Prompt
For the word "domain", search the records and show each line in which it occurs.

Dataset entries
'''

//! Policy assembly and structural validation

use super::document::{
    fingerprint, ComplianceSummary, DatasetMetadata, FieldEntry, IntegrityFlags, Policy,
    RetentionPolicy,
};
use crate::classify::{assess_risk, FieldClassification};
use crate::config::{EngineConfig, PrivacyLevel};
use crate::dictionary::DataDictionary;
use crate::error::{Error, Result};
use crate::profile::{ColumnStatistics, Dataset};
use crate::rules::{ConflictRecord, Rule};
use chrono::Utc;
use std::collections::{BTreeSet, HashSet};
use uuid::Uuid;

/// Everything a run produced, ready to be assembled
pub struct Assembly<'a> {
    pub dataset: &'a Dataset,
    pub dictionary: Option<&'a DataDictionary>,
    /// One per column, in column order
    pub statistics: Vec<ColumnStatistics>,
    /// One per column, in column order
    pub fields: Vec<FieldClassification>,
    /// Refined rules in rank order
    pub rules: Vec<Rule>,
    pub conflicts: Vec<ConflictRecord>,
    /// Run-level caveats gathered by earlier stages
    pub caveats: Vec<String>,
    pub recommended_sample_size: Option<usize>,
}

/// Builds the final [`Policy`]
pub struct PolicyAssembler<'a> {
    config: &'a EngineConfig,
}

impl<'a> PolicyAssembler<'a> {
    pub fn new(config: &'a EngineConfig) -> Self {
        Self { config }
    }

    /// Merge field classifications and rules into a validated policy.
    ///
    /// Structural violations (dangling column references, duplicate rule
    /// names, scores outside [0, 1], empty conditions) are an
    /// [`Error::InternalInvariant`].
    pub fn assemble(&self, input: Assembly<'_>) -> Result<Policy> {
        let Assembly {
            dataset,
            dictionary,
            statistics,
            fields,
            rules,
            conflicts,
            mut caveats,
            recommended_sample_size,
        } = input;

        let columns = dataset.columns();
        if statistics.len() != columns.len() || fields.len() != columns.len() {
            return Err(Error::InternalInvariant(format!(
                "expected {} field classifications, got {} statistics and {} fields",
                columns.len(),
                statistics.len(),
                fields.len()
            )));
        }
        for ((column, stats), field) in columns.iter().zip(&statistics).zip(&fields) {
            if stats.name != column.name || field.name != column.name {
                return Err(Error::InternalInvariant(format!(
                    "field order diverged from column order at '{}'",
                    column.name
                )));
            }
        }

        validate_rules(&rules, dataset)?;

        for stats in &statistics {
            for caveat in &stats.caveats {
                caveats.push(format!("{}: {}", stats.name, caveat));
            }
        }
        if let Some(dictionary) = dictionary {
            for declared in dictionary.columns() {
                let known = columns.iter().any(|c| c.name.trim().to_lowercase() == declared);
                if !known {
                    caveats.push(format!(
                        "Dictionary entry '{declared}' does not match any sampled column and was ignored."
                    ));
                }
            }
        }

        let entries: Vec<FieldEntry> = statistics
            .into_iter()
            .zip(fields)
            .map(|(stats, field)| {
                let description = dictionary
                    .and_then(|d| d.get(&field.name))
                    .and_then(|e| e.description.clone());
                self.field_entry(stats, field, description)
            })
            .collect();

        let frameworks: BTreeSet<_> = entries
            .iter()
            .flat_map(|e| e.compliance_tags.value.iter().copied())
            .collect();
        let risk_level = assess_risk(entries.iter().map(|e| e.privacy_level.value));
        let fingerprint = fingerprint(&entries, &rules)?;

        let metadata = DatasetMetadata {
            run_id: Uuid::new_v4(),
            generated_at: Utc::now(),
            row_count: dataset.row_count(),
            column_count: dataset.column_count(),
            population_total: dataset.population_total(),
            recommended_sample_size,
            data_source: self.config.metadata.data_source.clone(),
            schema_version: self.config.metadata.schema_version.clone(),
            keyword_tables_version: self.config.keywords.version.clone(),
            dictionary: dictionary.and_then(|d| d.name().map(str::to_string)),
            caveats,
            conflicts,
            compliance: ComplianceSummary {
                frameworks,
                risk_level,
            },
            fingerprint,
        };

        tracing::info!(
            fields = entries.len(),
            rules = rules.len(),
            risk = %metadata.compliance.risk_level,
            fingerprint = %metadata.fingerprint,
            "Assembled policy"
        );
        Ok(Policy::new(metadata, entries, rules))
    }

    fn field_entry(
        &self,
        stats: ColumnStatistics,
        field: FieldClassification,
        description: Option<String>,
    ) -> FieldEntry {
        let role = field.role;
        let sensitivity = field.sensitivity;
        let retention = &self.config.privacy.retention;

        let integrity = IntegrityFlags {
            unique: stats.all_unique(),
            no_nulls: stats.count > 0 && stats.count == stats.total,
            consistent_format: stats.consistent_format,
            contains_outliers: stats.numeric.as_ref().is_some_and(|n| n.outlier_count > 0),
        };
        let days = if sensitivity.privacy_level.value == PrivacyLevel::High {
            retention.sensitive_days
        } else {
            retention.normal_days
        };

        let mut justification = vec![
            format!(
                "Role {} ({}), type {} ({}).",
                role.role.value, role.role.source, role.field_type.value, role.field_type.source
            ),
            format!(
                "Privacy {} ({}); critical {} ({}).",
                sensitivity.privacy_level.value,
                sensitivity.privacy_level.source,
                sensitivity.critical_field.value,
                sensitivity.critical_field.source
            ),
        ];
        if let Some(domain) = &role.domain {
            justification.push(format!("Name matches the canonical {} domain.", domain.name));
        }
        if let Some(found) = &sensitivity.content_match {
            justification.push(if found.embedded {
                format!(
                    "{:.0}% of scanned values contain {} values within free text.",
                    found.ratio * 100.0,
                    found.pattern
                )
            } else {
                format!(
                    "{:.0}% of scanned values look like {} values.",
                    found.ratio * 100.0,
                    found.pattern
                )
            });
        }
        if stats.low_confidence {
            justification.push(format!(
                "Statistics are low-confidence: {} valid values observed.",
                stats.count
            ));
        } else if stats.robust_fallback_used {
            justification.push("Percentile bounds replace mean/stddev bounds.".to_string());
        }

        FieldEntry {
            name: field.name,
            inferred_type: role.field_type,
            role: role.role,
            temporal: role.temporal.value,
            domain: role.domain.map(|d| d.name),
            privacy_level: sensitivity.privacy_level,
            security: sensitivity.security,
            transparency: sensitivity.transparency,
            access_restriction: sensitivity.access_restriction,
            data_subject: !sensitivity.compliance_tags.value.is_empty(),
            compliance_tags: sensitivity.compliance_tags,
            critical_field: sensitivity.critical_field,
            integrity,
            retention_policy: RetentionPolicy {
                label: "default".to_string(),
                days,
            },
            description,
            statistics: stats,
            justification: justification.join(" "),
        }
    }
}

/// Structural checks every emitted rule set must pass
pub fn validate_rules(rules: &[Rule], dataset: &Dataset) -> Result<()> {
    let mut names = HashSet::new();
    for rule in rules {
        if !names.insert(rule.rule_name.as_str()) {
            return Err(invariant(format!("duplicate rule name '{}'", rule.rule_name)));
        }
        if rule.conditions.is_empty() {
            return Err(invariant(format!("rule '{}' has no conditions", rule.rule_name)));
        }
        if !(0.0..=1.0).contains(&rule.score) {
            return Err(invariant(format!(
                "rule '{}' has score {} outside [0, 1]",
                rule.rule_name, rule.score
            )));
        }
        if rule.applies_to.is_empty() {
            return Err(invariant(format!("rule '{}' applies to no column", rule.rule_name)));
        }
        if let Some(missing) = rule.applies_to.iter().find(|c| dataset.column(c).is_none()) {
            return Err(invariant(format!(
                "rule '{}' references unknown column '{}'",
                rule.rule_name, missing
            )));
        }
    }
    Ok(())
}

fn invariant(message: String) -> Error {
    tracing::warn!(%message, "Policy failed structural validation");
    Error::InternalInvariant(message)
}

'''

Exercise answer
        if let Some(domain) = &role.domain {
            justification.push(format!("Name matches the canonical {} domain.", domain.name));
            domain: role.domain.map(|d| d.name),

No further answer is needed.